Mesosoma. Mesosoma 1.5× as long as maximum height; pronotum polished with distinct epomia; mesoscutum granulate, covered with dense setae; notauli well developed, meeting in the center of mesoscutum and continuing as a median longitudinal carina not reaching scuto-scutellar groove (Fig. 2B). Notauli anteriorly with small protrusion to the outside of the base (Figs 1E, 2B); epicnemial carina complete ventrally, almost reaching upper part of the mesopleuron; mesopleuron polished and mostly glabrous with short sternaulus anteriorly; metapleuron coriaceous. Propodeum nearly smooth with all carinae developed and with a pair of strong apophyses formed at junction of lateral longitudinal carina and posterior transverse carina (Fig. 2A, C). Apophyses somewhat flattened dorsoventrally and rounded apically, nearly as long as hind femur width. Anterior transverse carina forming a crest; area basalis not closed anteriorly, area superomedia elongate, narrowing posteriorly, 1.9× as long as maximum wide (Fig. 2C). Spiracles round and small (Fig. 1E).

Figure 2. 

A–E Eusterinx dzanga sp. nov., female holotype A head and mesosoma, lateral view B head and mesosoma, dorsal view C propodeum, dorsal view D wings E metasoma, dorsal view.

Legs. Legs very slender, hind coxa granulate, hind femur 6.3× as long as wide, tibial spurs short and slender, hind basitarsus 0.4× as long as hind tibia; ratio of hind tarsomeres as 35 : 21 : 14 : 8 : 12 (Fig. 1A); claws simple.

Wings. Wings comparatively narrow (Fig. 2D). Fore wing without areolet (vein 3rs-m absent), radius (vein 2r&Rs) originates from posterior 0.6 of stigma, nervulus (vein 1cu-a) slightly antefurcal, postnervulus intercepted in lower third; in hind wing nervellus reclivous, straight, not intercepted, discoidella lacking.
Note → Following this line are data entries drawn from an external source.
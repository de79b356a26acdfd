use anyhow::{anyhow, Result};
use reqwest::{
    header::{HeaderMap, HeaderValue, AUTHORIZATION, CONTENT_TYPE},
    Client, Method,
};
use serde::de::DeserializeOwned;
use serde_json::{json, Value};
use tracing::{debug, error};

use shared_config::AppConfig;

pub struct SupabaseClient {
    client: Client,
    base_url: String,
    anon_key: String,
}

impl SupabaseClient {
    pub fn new(config: &AppConfig) -> Self {
        Self {
            client: Client::new(),
            base_url: config.supabase_url.clone(),
            anon_key: config.supabase_anon_key.clone(),
        }
    }

    fn get_headers(&self, auth_token: Option<&str>) -> Result<HeaderMap> {
        let mut headers = HeaderMap::new();

        headers.insert(
            "apikey",
            HeaderValue::from_str(&self.anon_key)
                .map_err(|_| anyhow!("Invalid anon key value"))?,
        );
        headers.insert(CONTENT_TYPE, HeaderValue::from_static("application/json"));

        if let Some(token) = auth_token {
            headers.insert(
                AUTHORIZATION,
                HeaderValue::from_str(&format!("Bearer {}", token))
                    .map_err(|_| anyhow!("Invalid auth token value"))?,
            );
        }

        Ok(headers)
    }

    pub async fn request<T>(
        &self,
        method: Method,
        path: &str,
        auth_token: Option<&str>,
        body: Option<Value>,
    ) -> Result<T>
    where
        T: DeserializeOwned,
    {
        self.request_with_headers(method, path, auth_token, body, None)
            .await
    }

    pub async fn request_with_headers<T>(
        &self,
        method: Method,
        path: &str,
        auth_token: Option<&str>,
        body: Option<Value>,
        extra_headers: Option<HeaderMap>,
    ) -> Result<T>
    where
        T: DeserializeOwned,
    {
        let url = format!("{}{}", self.base_url, path);
        debug!("Making request to {}", url);

        let mut headers = self.get_headers(auth_token)?;
        if let Some(extra) = extra_headers {
            headers.extend(extra);
        }

        let mut req = self.client.request(method, &url).headers(headers);

        if let Some(body_data) = body {
            req = req.json(&body_data);
        }

        let response = req.send().await?;

        let status = response.status();
        if !status.is_success() {
            let error_text = response.text().await?;
            error!("API error ({}): {}", status, error_text);

            return Err(match status.as_u16() {
                401 | 403 => anyhow!("Authentication error: {}", error_text),
                404 => anyhow!("Resource not found: {}", error_text),
                _ => anyhow!("API error ({}): {}", status, error_text),
            });
        }

        let data = response.json::<T>().await?;
        Ok(data)
    }

    /// Call a PostgREST stored procedure. Used where a multi-row write
    /// must commit atomically.
    pub async fn rpc<T>(&self, function: &str, auth_token: &str, args: Value) -> Result<T>
    where
        T: DeserializeOwned,
    {
        let path = format!("/rest/v1/rpc/{}", function);
        self.request(Method::POST, &path, Some(auth_token), Some(args))
            .await
    }

    /// Create a short-lived signed upload URL for a storage object.
    /// Returns the absolute URL plus the upload token Supabase embeds in it.
    pub async fn create_signed_upload_url(
        &self,
        bucket: &str,
        object_path: &str,
        auth_token: &str,
    ) -> Result<(String, Option<String>)> {
        let path = format!("/storage/v1/object/upload/sign/{}/{}", bucket, object_path);

        let result: Value = self
            .request(Method::POST, &path, Some(auth_token), None)
            .await?;

        let relative = result
            .get("url")
            .and_then(Value::as_str)
            .ok_or_else(|| anyhow!("Storage response missing signed upload url"))?;

        let token = relative
            .split("token=")
            .nth(1)
            .map(|t| t.to_string());

        Ok((format!("{}/storage/v1{}", self.base_url, relative), token))
    }

    /// Create a time-limited signed read URL for a storage object.
    pub async fn create_signed_url(
        &self,
        bucket: &str,
        object_path: &str,
        expires_in_seconds: u32,
        auth_token: &str,
    ) -> Result<String> {
        let path = format!("/storage/v1/object/sign/{}/{}", bucket, object_path);

        let result: Value = self
            .request(
                Method::POST,
                &path,
                Some(auth_token),
                Some(json!({ "expiresIn": expires_in_seconds })),
            )
            .await?;

        let relative = result
            .get("signedURL")
            .and_then(Value::as_str)
            .ok_or_else(|| anyhow!("Storage response missing signed url"))?;

        Ok(format!("{}/storage/v1{}", self.base_url, relative))
    }

    pub fn get_base_url(&self) -> &str {
        &self.base_url
    }
}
Metasoma. T1 slender, 4.8× as long as maximum width posteriorly, petiole smooth dorsally in anterior third, posterior half and postpetiole with longitudinal striae; dorsal carina lacking; small spiracle at 0.55 of tergite, sternite fused with tergite, reaching 0.8 of tergite; T2 coriaceous, 2.15× as long as maximum width posteriorly with irregular longitudinal striae and oval thyridium offset from base by its length (Fig. 2E); T3 almost parallel-sided, with irregular longitudinal striae anteriorly; other tergites weakly granulate, with sparse setiferous punctures. Ovipositor nearly straight, tapered at apical quarter; ovipositor sheath about 0.27× as long as hind tibia.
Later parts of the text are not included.